Start of Source material

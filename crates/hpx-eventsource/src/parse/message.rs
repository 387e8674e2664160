//! Event records and the field grammar they are built from.

use std::time::Duration;

use super::constants::{FIELD_SEPARATOR, LF, MESSAGE_EVENT};

/// A single record decoded from an event stream.
///
/// Every field is optional. A record without any recognised field line is
/// still a valid, empty message. Repeated fields within one record are joined
/// with `'\n'` in line order.
#[derive(Debug, Clone, Default, PartialEq, Eq, Hash)]
pub struct Message {
    /// The `event` field: the name observers are routed by.
    pub event: Option<String>,
    /// The `id` field: the resumption token for `Last-Event-Id`.
    pub id: Option<String>,
    /// The `data` field payload.
    pub data: Option<String>,
    /// The `retry` field, in milliseconds, as sent by the server.
    pub retry: Option<String>,
}

impl Message {
    /// Parse one raw record (the text between two delimiters).
    pub fn parse(record: &str) -> Self {
        let mut message = Self::default();
        for field in record.split(char::from(LF)).filter_map(Field::parse) {
            let slot = match field.name {
                FieldName::Event => &mut message.event,
                FieldName::Id => &mut message.id,
                FieldName::Data => &mut message.data,
                FieldName::Retry => &mut message.retry,
            };
            append_value(slot, field.value);
        }
        message
    }

    /// Event type this message is routed as; `"message"` when unnamed.
    pub fn event_type(&self) -> &str {
        self.event.as_deref().unwrap_or(MESSAGE_EVENT)
    }

    /// Returns `true` if the default message handler receives this message.
    pub fn is_default_event(&self) -> bool {
        self.event.as_deref().is_none_or(|event| event == MESSAGE_EVENT)
    }

    /// Returns `true` if no field was recognised in the record.
    pub fn is_empty(&self) -> bool {
        self.event.is_none() && self.id.is_none() && self.data.is_none() && self.retry.is_none()
    }

    /// The reconnection delay advertised by `retry`, if it is a
    /// non-negative number of milliseconds.
    pub fn retry_duration(&self) -> Option<Duration> {
        let millis: f64 = self.retry.as_deref()?.trim().parse().ok()?;
        if millis < 0.0 {
            return None;
        }
        Duration::try_from_secs_f64(millis / 1000.0).ok()
    }
}

fn append_value(slot: &mut Option<String>, value: &str) {
    match slot {
        Some(existing) => {
            existing.push(char::from(LF));
            existing.push_str(value);
        }
        None => *slot = Some(value.to_owned()),
    }
}

/// Field names that map onto [`Message`] members. Anything else is dropped.
#[derive(Debug, Clone, Copy, PartialEq, Eq)]
pub(crate) enum FieldName {
    Event,
    Id,
    Data,
    Retry,
}

impl FieldName {
    fn from_key(key: &str) -> Option<Self> {
        match key {
            "event" => Some(Self::Event),
            "id" => Some(Self::Id),
            "data" => Some(Self::Data),
            "retry" => Some(Self::Retry),
            _ => None,
        }
    }
}

/// A recognised `<key>:<value>` line.
#[derive(Debug, Clone, Copy, PartialEq, Eq)]
pub(crate) struct Field<'a> {
    pub(crate) name: FieldName,
    pub(crate) value: &'a str,
}

impl<'a> Field<'a> {
    /// Parse one line of a record.
    ///
    /// Whitespace in front of the key and directly after the colon is
    /// skipped; the key must then match exactly, and the rest of the line is
    /// the value. Lines without a colon, with an unknown key, or with an
    /// empty value yield `None`. Comment lines (`:` first) fall out as an
    /// empty key.
    pub(crate) fn parse(line: &'a str) -> Option<Self> {
        let line = line.trim_start();
        let (key, value) = line.split_once(FIELD_SEPARATOR)?;
        let name = FieldName::from_key(key)?;
        let value = value.trim_start();
        if value.is_empty() {
            return None;
        }
        Some(Self { name, value })
    }
}

#[cfg(test)]
mod tests {
    use super::*;

    #[test]
    fn test_event_and_data() {
        let message = Message::parse("event: foo\ndata: bar");
        assert_eq!(message.event.as_deref(), Some("foo"));
        assert_eq!(message.data.as_deref(), Some("bar"));
        assert!(message.id.is_none());
        assert!(message.retry.is_none());
    }

    #[test]
    fn test_repeated_fields_concatenate_in_order() {
        let message = Message::parse("data: part1\ndata: part2");
        assert_eq!(message.data.as_deref(), Some("part1\npart2"));

        let message = Message::parse("id:a\nevent:x\nid:b\nevent:y");
        assert_eq!(message.id.as_deref(), Some("a\nb"));
        assert_eq!(message.event.as_deref(), Some("x\ny"));
    }

    #[test]
    fn test_unrecognised_lines_are_dropped() {
        let message = Message::parse("garbage-no-colon");
        assert!(message.is_empty());

        let message = Message::parse(": keep-alive comment\nfoo: bar\nDATA: loud\ndata : spaced");
        assert!(message.is_empty());
    }

    #[test]
    fn test_value_keeps_everything_after_first_colon() {
        let message = Message::parse("data: {\"a\":1}\ndata:http://x:80/");
        assert_eq!(message.data.as_deref(), Some("{\"a\":1}\nhttp://x:80/"));
    }

    #[test]
    fn test_whitespace_handling() {
        let message = Message::parse("  data:\t value with  inner  space \r");
        assert_eq!(message.data.as_deref(), Some("value with  inner  space \r"));

        // Nothing but whitespace after the colon: the line carries no value.
        let message = Message::parse("data:\ndata:   \nid:");
        assert!(message.is_empty());
    }

    #[test]
    fn test_event_type() {
        assert_eq!(Message::parse("data:x").event_type(), "message");
        assert_eq!(Message::parse("event:tick").event_type(), "tick");
    }

    #[test]
    fn test_is_default_event() {
        assert!(Message::parse("data:x").is_default_event());
        assert!(Message::parse("event:message").is_default_event());
        assert!(!Message::parse("event:tick").is_default_event());
        assert!(Message::default().is_default_event());
    }

    #[test]
    fn test_retry_duration() {
        assert_eq!(
            Message::parse("retry: 5000").retry_duration(),
            Some(Duration::from_secs(5))
        );
        assert_eq!(
            Message::parse("retry:250").retry_duration(),
            Some(Duration::from_millis(250))
        );
        assert_eq!(
            Message::parse("retry:0").retry_duration(),
            Some(Duration::ZERO)
        );
        assert_eq!(Message::parse("retry:-1").retry_duration(), None);
        assert_eq!(Message::parse("retry:soon").retry_duration(), None);
        assert_eq!(Message::parse("retry:1\nretry:2").retry_duration(), None);
        assert_eq!(Message::parse("data:x").retry_duration(), None);
    }

    #[test]
    fn test_field_parse() {
        assert_eq!(
            Field::parse("id: 42"),
            Some(Field {
                name: FieldName::Id,
                value: "42"
            })
        );
        assert_eq!(Field::parse("id"), None);
        assert_eq!(Field::parse(":id: 42"), None);
        assert_eq!(Field::parse("Id: 42"), None);
    }
}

End of Source material

Task statement >>
Looking at the records above, how many lines contain "impl"? Answer with the number alone.

Finished task >>
3